Rep. Kirsten Engel, D-Tucson, sought to enact what would be Arizona's first-ever law against price gouging.
"It is very hard to fathom that people would engage in price gouging, attempting to profit from a crisis by increasing the prices of essential goods and services,'' she said. "This profiting from other people's misery is abhorrent.''
It would have given the attorney general to go after anyone in the supply chain who raises prices by more than 25 percent over pre-emergency levels on "items that are necessary to health, safety and welfare.''
House Speaker Rusty Bowers, R-Mesa, derided her effort to tack that on to the budget, saying it fits into the philosophy that "no crisis should be wasted.''
Bowers said it's not necessary, that the system is working the way it should. He praised businesses that have changed the production lines and revamped what their employees are doing to deal with the needs created by the pandemic.
"I think that's extremely commendable and it shows that they believe that they believe not just in capitalism but in free enterprises,'' he said.
Rep. Kelli Butler, D-Paradise Valley, had no better luck getting a vote on her proposal to suspend all foreclosures, evictions, car repossessions and utility shutoffs during an emergency like the one Gov. Doug Ducey declared.
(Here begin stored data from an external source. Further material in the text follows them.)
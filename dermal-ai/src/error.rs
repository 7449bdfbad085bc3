//! Error types for dermal-ai

use crate::services::PaymentError;
use axum::{
    http::StatusCode,
    response::{IntoResponse, Response},
    Json,
};
use dermal_common::payment::ErrorBody;
use thiserror::Error;
use tracing::error;

/// API error type
///
/// The analyze endpoint never produces one; model failures are absorbed by
/// the fallback path.
#[derive(Debug, Error)]
pub enum ApiError {
    /// No payment processor key configured (503)
    #[error("Payment is not configured")]
    PaymentNotConfigured,

    /// Invalid request (400)
    #[error("{0}")]
    BadRequest(String),

    /// Internal server error (500); detail is logged, not returned
    #[error("Internal server error: {0}")]
    Internal(String),
}

impl From<PaymentError> for ApiError {
    fn from(err: PaymentError) -> Self {
        match err {
            PaymentError::InvalidAmount => ApiError::BadRequest(err.to_string()),
            other => ApiError::Internal(other.to_string()),
        }
    }
}

impl IntoResponse for ApiError {
    fn into_response(self) -> Response {
        let (status, message) = match self {
            ApiError::PaymentNotConfigured => {
                (StatusCode::SERVICE_UNAVAILABLE, self.to_string())
            }
            ApiError::BadRequest(msg) => (StatusCode::BAD_REQUEST, msg),
            ApiError::Internal(detail) => {
                error!("Request failed: {}", detail);
                (
                    StatusCode::INTERNAL_SERVER_ERROR,
                    "Internal Server Error".to_string(),
                )
            }
        };

        (status, Json(ErrorBody { error: message })).into_response()
    }
}

/// Result type for API handlers
pub type ApiResult<T> = Result<T, ApiError>;
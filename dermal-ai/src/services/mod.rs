//! Services for dermal-ai

pub mod anthropic_client;
pub mod line_buffer;
pub mod model;
pub mod orchestrator;
pub mod payment_gateway;
pub mod prompts;

pub use anthropic_client::{AnthropicClient, AnthropicConfig};
pub use model::{GenerativeModel, ModelError, ModelRequest, OutputSchema, TextStream};
pub use orchestrator::AnalysisOrchestrator;
pub use payment_gateway::{PaymentError, PaymentGateway, PaymentIntent, StripeGateway};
"People are terrified,'' she said.
"They cannot go to work through no fault of their own,'' Engel said, whether because they have been laid off or their health conditions preclude them. "We cannot throw those people out on the street, make them homeless during a health crisis.''
Bowers, however, said there is no need for state action, citing direction by the Federal Housing Finance Administration directing that the Fannie Mae and Freddie Mac, which buy up mortgages, forego evictions for at least 50 days. He also said most utilities have voluntarily agreed not to turn off power or water and that Phoenix Mayor Kate Gallego said no one will be evicted from city-owned homes.